As we’ve pointed out before, clean, reliable lighting is essential for development… and many parts of the world don’t have the basic infrastructure necessary to provide the kind of lighting we take for granted. Typically, residents of the developing world have relied upon kerosene lamps for lighting, but there’s a trade-off here: emissions from burning kerosene aren’t particularly healthy. But that’s the risk you’ve got to take if you live far away from the electric grid… right?
Not any more – social entrepreneurs around the world have recognized the need for lighting in the world’s poorest regions, and responded with all sorts of ideas that don’t require an electric grid. This week, I came across two more with active crowdfunding campaigns… and, clearly, these concepts resonate with people, as neither has to worry about not meeting their funding goal. Contribute if you’d like – I’m sure they can put the money to good use – but no need to feel guilty if you just want to check out these two projects.
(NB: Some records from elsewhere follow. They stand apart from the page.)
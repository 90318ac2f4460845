//! Parse-time policy for INI documents.
//!
//! - [`Configuration`]: every switch the parser and writer honour
//! - [`DuplicatePropertiesBehaviour`]: how a repeated key inside one section is resolved
//!
//! ## Examples
//!
//! ```rust
//! use ini_doc::{Configuration, DuplicatePropertiesBehaviour};
//!
//! // Best-effort parsing of "dirty" files
//! let config = Configuration::new()
//!     .with_skip_invalid_lines(true)
//!     .with_allow_duplicate_sections(true)
//!     .with_duplicate_properties_behaviour(DuplicatePropertiesBehaviour::AllowAndKeepLastValue);
//!
//! let doc = ini_doc::from_str_with_config("[a]\nx=1\n???\n[a]\nx=2\n", &config).unwrap();
//! assert_eq!(doc.section("a").unwrap().properties().value("x"), Some("2"));
//! ```

use serde::{Deserialize, Serialize};

/// Resolution rule for a key that appears twice in the same section.
///
/// # Examples
///
/// ```rust
/// use ini_doc::DuplicatePropertiesBehaviour;
///
/// assert_eq!(
///     DuplicatePropertiesBehaviour::default(),
///     DuplicatePropertiesBehaviour::DisallowAndStopWithError
/// );
/// ```
#[derive(Clone, Copy, Debug, PartialEq, Eq, Default, Serialize, Deserialize)]
pub enum DuplicatePropertiesBehaviour {
    #[default]
    DisallowAndStopWithError,
    AllowAndKeepFirstValue,
    AllowAndKeepLastValue,
    AllowAndConcatenateValues,
}

/// Parser and writer configuration.
///
/// All fields are public and also settable through the chaining `with_*`
/// methods. The type is plain data: `clone()` yields a fully independent copy.
///
/// Missing fields take their defaults when deserialized, so a stored policy
/// only has to name the options it changes:
///
/// ```rust
/// use ini_doc::Configuration;
///
/// let config: Configuration =
///     serde_json::from_str(r#"{ "case_insensitive": true }"#).unwrap();
/// assert!(config.case_insensitive);
/// assert!(config.trim_properties);
/// ```
#[derive(Clone, Debug, PartialEq, Serialize, Deserialize)]
#[serde(default)]
pub struct Configuration {
    /// Section and key lookups ignore case.
    pub case_insensitive: bool,
    /// Properties may appear before the first section header.
    pub allow_keys_without_section: bool,
    pub duplicate_properties_behaviour: DuplicatePropertiesBehaviour,
    /// Joins values under [`DuplicatePropertiesBehaviour::AllowAndConcatenateValues`].
    pub concatenate_duplicate_properties_string: String,
    /// When unset, [`Parser::try_parse`](crate::Parser::try_parse) reports failure as `Ok(None)`.
    pub throw_exceptions_on_error: bool,
    /// A repeated section header reuses the existing section instead of failing.
    pub allow_duplicate_sections: bool,
    /// Unrecognized lines are dropped instead of failing.
    pub skip_invalid_lines: bool,
    pub trim_properties: bool,
    pub trim_sections: bool,

    /// Line leads that start a comment. The first one is used when writing.
    pub comment_strings: Vec<String>,
    pub section_start: char,
    pub section_end: char,
    pub key_value_assignment: char,
    /// Split trailing `; comment` text off section headers and values.
    pub allow_inline_comments: bool,
    /// Separator between section and key in paths read by
    /// [`Document::get_key_with_config`](crate::Document::get_key_with_config).
    pub section_key_separator: char,
    /// Written on both sides of the assignment character. Omitted when
    /// `trim_properties` is unset, since the spacer would become part of the
    /// key and value.
    pub assignment_spacer: String,
    pub new_line: String,
}

impl Default for Configuration {
    fn default() -> Self {
        Configuration {
            case_insensitive: false,
            allow_keys_without_section: true,
            duplicate_properties_behaviour: DuplicatePropertiesBehaviour::default(),
            concatenate_duplicate_properties_string: ";".to_string(),
            throw_exceptions_on_error: true,
            allow_duplicate_sections: false,
            skip_invalid_lines: false,
            trim_properties: true,
            trim_sections: true,
            comment_strings: vec![";".to_string(), "#".to_string()],
            section_start: '[',
            section_end: ']',
            key_value_assignment: '=',
            allow_inline_comments: false,
            section_key_separator: '.',
            assignment_spacer: " ".to_string(),
            new_line: "\n".to_string(),
        }
    }
}

impl Configuration {
    /// Creates the default configuration.
    ///
    /// # Examples
    ///
    /// ```rust
    /// use ini_doc::Configuration;
    ///
    /// let config = Configuration::new();
    /// assert!(!config.case_insensitive);
    /// assert!(config.allow_keys_without_section);
    /// assert_eq!(config.concatenate_duplicate_properties_string, ";");
    /// ```
    #[must_use]
    pub fn new() -> Self {
        Self::default()
    }

    /// Copies every option from `source` into `self`. `None` leaves `self` untouched.
    ///
    /// # Examples
    ///
    /// ```rust
    /// use ini_doc::Configuration;
    ///
    /// let source = Configuration::new().with_case_insensitive(true);
    /// let mut target = Configuration::new();
    /// target.overwrite_with(Some(&source));
    /// assert!(target.case_insensitive);
    ///
    /// target.overwrite_with(None);
    /// assert!(target.case_insensitive);
    /// ```
    pub fn overwrite_with(&mut self, source: Option<&Configuration>) {
        let Some(source) = source else {
            return;
        };
        self.case_insensitive = source.case_insensitive;
        self.allow_keys_without_section = source.allow_keys_without_section;
        self.duplicate_properties_behaviour = source.duplicate_properties_behaviour;
        self.concatenate_duplicate_properties_string
            .clone_from(&source.concatenate_duplicate_properties_string);
        self.throw_exceptions_on_error = source.throw_exceptions_on_error;
        self.allow_duplicate_sections = source.allow_duplicate_sections;
        self.skip_invalid_lines = source.skip_invalid_lines;
        self.trim_properties = source.trim_properties;
        self.trim_sections = source.trim_sections;
        self.comment_strings.clone_from(&source.comment_strings);
        self.section_start = source.section_start;
        self.section_end = source.section_end;
        self.key_value_assignment = source.key_value_assignment;
        self.allow_inline_comments = source.allow_inline_comments;
        self.section_key_separator = source.section_key_separator;
        self.assignment_spacer.clone_from(&source.assignment_spacer);
        self.new_line.clone_from(&source.new_line);
    }

    #[must_use]
    pub fn with_case_insensitive(mut self, value: bool) -> Self {
        self.case_insensitive = value;
        self
    }

    #[must_use]
    pub fn with_allow_keys_without_section(mut self, value: bool) -> Self {
        self.allow_keys_without_section = value;
        self
    }

    #[must_use]
    pub fn with_duplicate_properties_behaviour(
        mut self,
        behaviour: DuplicatePropertiesBehaviour,
    ) -> Self {
        self.duplicate_properties_behaviour = behaviour;
        self
    }

    /// Sets the string placed between concatenated duplicate values.
    ///
    /// # Examples
    ///
    /// ```rust
    /// use ini_doc::Configuration;
    ///
    /// let config = Configuration::new().with_concatenate_duplicate_properties_string(", ");
    /// assert_eq!(config.concatenate_duplicate_properties_string, ", ");
    /// ```
    #[must_use]
    pub fn with_concatenate_duplicate_properties_string(mut self, separator: &str) -> Self {
        self.concatenate_duplicate_properties_string = separator.to_string();
        self
    }

    #[must_use]
    pub fn with_throw_exceptions_on_error(mut self, value: bool) -> Self {
        self.throw_exceptions_on_error = value;
        self
    }

    #[must_use]
    pub fn with_allow_duplicate_sections(mut self, value: bool) -> Self {
        self.allow_duplicate_sections = value;
        self
    }

    #[must_use]
    pub fn with_skip_invalid_lines(mut self, value: bool) -> Self {
        self.skip_invalid_lines = value;
        self
    }

    #[must_use]
    pub fn with_trim_properties(mut self, value: bool) -> Self {
        self.trim_properties = value;
        self
    }

    #[must_use]
    pub fn with_trim_sections(mut self, value: bool) -> Self {
        self.trim_sections = value;
        self
    }

    /// Replaces the recognized comment leads.
    ///
    /// # Examples
    ///
    /// ```rust
    /// use ini_doc::Configuration;
    ///
    /// let config = Configuration::new().with_comment_strings(&["//"]);
    /// let doc = ini_doc::from_str_with_config("[s]\n// note\nk=v\n", &config).unwrap();
    /// let prop = doc.section("s").unwrap().properties().get("k").unwrap();
    /// assert_eq!(prop.comments(), ["note"]);
    /// ```
    #[must_use]
    pub fn with_comment_strings(mut self, leads: &[&str]) -> Self {
        self.comment_strings = leads.iter().map(|s| s.to_string()).collect();
        self
    }

    /// Sets the section header delimiters.
    #[must_use]
    pub fn with_section_delimiters(mut self, start: char, end: char) -> Self {
        self.section_start = start;
        self.section_end = end;
        self
    }

    #[must_use]
    pub fn with_key_value_assignment(mut self, assignment: char) -> Self {
        self.key_value_assignment = assignment;
        self
    }

    #[must_use]
    pub fn with_allow_inline_comments(mut self, value: bool) -> Self {
        self.allow_inline_comments = value;
        self
    }

    #[must_use]
    pub fn with_section_key_separator(mut self, separator: char) -> Self {
        self.section_key_separator = separator;
        self
    }

    #[must_use]
    pub fn with_assignment_spacer(mut self, spacer: &str) -> Self {
        self.assignment_spacer = spacer.to_string();
        self
    }

    #[must_use]
    pub fn with_new_line(mut self, new_line: &str) -> Self {
        self.new_line = new_line.to_string();
        self
    }

    /// Returns the comment lead used by the writer.
    pub(crate) fn primary_comment_string(&self) -> &str {
        self.comment_strings.first().map_or(";", String::as_str)
    }
}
Efficient Lighting Concept #1: The GravityLight
This is an old concept that provides a perfect answer to the need for lighting in the developing world: no electricity required at all! GravityLight’s pitch video explains it all:
h/t to Shea Gunther for sharing this one on Facebook.
Efficient Lighting Concept #2: the WakaWaka Power Station
WakaWaka‘s solar LED light was a big hit on Kickstarter; now the company is improving on its initial concept with a solar powered light and battery charger. WakaWaka’s made a name for the efficiency of its products: a little charging goes a loonngg ways, apparently. And the company also operates on a TOMS-like “buy one -give one” model, with the second light going to Haiti. Check out their pitch on the new project (which is nearly funded):
As I mentioned before, there are lots of cool lighting projects like this out there: Beth Buczynski at Care2 highlighted a few more this morning (though, honest, I had this idea before I read her post!). Know of others? Share them with us in the comments…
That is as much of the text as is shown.